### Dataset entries

************

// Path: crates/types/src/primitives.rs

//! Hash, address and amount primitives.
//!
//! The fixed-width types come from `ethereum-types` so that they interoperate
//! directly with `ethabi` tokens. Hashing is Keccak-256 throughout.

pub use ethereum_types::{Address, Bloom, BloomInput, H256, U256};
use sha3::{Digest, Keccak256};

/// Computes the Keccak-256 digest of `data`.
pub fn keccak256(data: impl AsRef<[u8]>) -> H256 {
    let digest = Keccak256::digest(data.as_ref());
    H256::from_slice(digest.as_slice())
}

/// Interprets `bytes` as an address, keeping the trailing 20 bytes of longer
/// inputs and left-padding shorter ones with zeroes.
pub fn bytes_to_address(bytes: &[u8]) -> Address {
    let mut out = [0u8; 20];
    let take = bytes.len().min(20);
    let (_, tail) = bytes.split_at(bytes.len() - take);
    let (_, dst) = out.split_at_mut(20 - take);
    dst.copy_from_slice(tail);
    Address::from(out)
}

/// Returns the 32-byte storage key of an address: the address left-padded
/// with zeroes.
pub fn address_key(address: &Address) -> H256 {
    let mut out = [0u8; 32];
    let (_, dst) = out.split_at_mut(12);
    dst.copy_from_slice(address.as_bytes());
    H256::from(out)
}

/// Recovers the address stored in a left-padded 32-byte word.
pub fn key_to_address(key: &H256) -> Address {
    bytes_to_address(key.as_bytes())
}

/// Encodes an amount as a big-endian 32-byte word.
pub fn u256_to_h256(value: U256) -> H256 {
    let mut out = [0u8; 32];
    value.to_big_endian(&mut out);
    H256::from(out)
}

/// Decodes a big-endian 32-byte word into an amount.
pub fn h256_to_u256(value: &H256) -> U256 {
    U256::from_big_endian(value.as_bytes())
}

************

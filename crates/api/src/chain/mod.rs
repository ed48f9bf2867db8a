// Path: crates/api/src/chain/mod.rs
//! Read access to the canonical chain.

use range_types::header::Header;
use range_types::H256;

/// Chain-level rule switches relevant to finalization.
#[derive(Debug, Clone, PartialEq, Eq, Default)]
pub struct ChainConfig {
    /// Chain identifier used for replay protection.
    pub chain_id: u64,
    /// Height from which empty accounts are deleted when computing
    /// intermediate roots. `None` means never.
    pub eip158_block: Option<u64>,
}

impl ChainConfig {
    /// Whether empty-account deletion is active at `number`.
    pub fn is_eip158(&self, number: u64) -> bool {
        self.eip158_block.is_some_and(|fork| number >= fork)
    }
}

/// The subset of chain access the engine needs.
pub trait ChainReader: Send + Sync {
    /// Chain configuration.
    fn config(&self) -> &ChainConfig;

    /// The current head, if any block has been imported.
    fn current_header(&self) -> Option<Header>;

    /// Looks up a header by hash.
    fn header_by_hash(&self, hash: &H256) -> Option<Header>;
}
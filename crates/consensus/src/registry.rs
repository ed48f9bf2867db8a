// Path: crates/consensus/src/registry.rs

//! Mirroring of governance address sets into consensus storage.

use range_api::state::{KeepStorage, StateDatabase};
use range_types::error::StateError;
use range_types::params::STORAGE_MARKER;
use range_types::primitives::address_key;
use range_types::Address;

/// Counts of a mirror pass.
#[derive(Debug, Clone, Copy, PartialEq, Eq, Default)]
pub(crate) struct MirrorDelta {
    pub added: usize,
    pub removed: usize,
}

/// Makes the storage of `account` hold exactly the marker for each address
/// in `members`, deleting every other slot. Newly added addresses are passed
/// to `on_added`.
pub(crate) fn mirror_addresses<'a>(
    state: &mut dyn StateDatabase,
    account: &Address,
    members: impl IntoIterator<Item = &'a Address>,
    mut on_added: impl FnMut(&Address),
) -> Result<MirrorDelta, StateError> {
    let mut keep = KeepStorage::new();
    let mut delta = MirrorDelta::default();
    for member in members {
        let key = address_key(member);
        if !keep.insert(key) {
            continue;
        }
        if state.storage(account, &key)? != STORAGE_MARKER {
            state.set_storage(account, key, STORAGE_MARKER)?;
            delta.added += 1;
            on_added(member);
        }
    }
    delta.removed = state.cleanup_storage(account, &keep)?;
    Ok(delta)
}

************

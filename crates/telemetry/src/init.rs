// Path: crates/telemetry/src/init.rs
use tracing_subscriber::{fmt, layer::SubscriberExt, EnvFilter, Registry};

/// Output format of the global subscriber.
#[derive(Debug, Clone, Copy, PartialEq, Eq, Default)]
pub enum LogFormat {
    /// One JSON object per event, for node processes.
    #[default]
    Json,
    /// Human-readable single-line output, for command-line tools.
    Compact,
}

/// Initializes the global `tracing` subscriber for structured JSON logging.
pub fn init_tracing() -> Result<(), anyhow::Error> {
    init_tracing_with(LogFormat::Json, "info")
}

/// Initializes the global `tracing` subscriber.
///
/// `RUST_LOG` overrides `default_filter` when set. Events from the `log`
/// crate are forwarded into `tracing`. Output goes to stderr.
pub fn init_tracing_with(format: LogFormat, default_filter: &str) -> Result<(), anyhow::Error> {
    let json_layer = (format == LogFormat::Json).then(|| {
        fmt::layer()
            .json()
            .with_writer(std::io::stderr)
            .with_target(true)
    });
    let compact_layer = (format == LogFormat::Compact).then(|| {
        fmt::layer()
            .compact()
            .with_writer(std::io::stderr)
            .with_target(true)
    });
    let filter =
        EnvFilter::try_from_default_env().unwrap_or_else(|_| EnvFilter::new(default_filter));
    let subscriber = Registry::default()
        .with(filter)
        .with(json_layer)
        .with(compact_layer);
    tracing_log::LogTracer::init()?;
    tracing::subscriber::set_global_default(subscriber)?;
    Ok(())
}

************

Give only the lines from the one holding "big-endian 32-byte word." through the one holding "into an amount.", each restated exactly as it appears above.

/// Encodes an amount as a big-endian 32-byte word.
pub fn u256_to_h256(value: U256) -> H256 {
    let mut out = [0u8; 32];
    value.to_big_endian(&mut out);
    H256::from(out)
}

/// Decodes a big-endian 32-byte word into an amount.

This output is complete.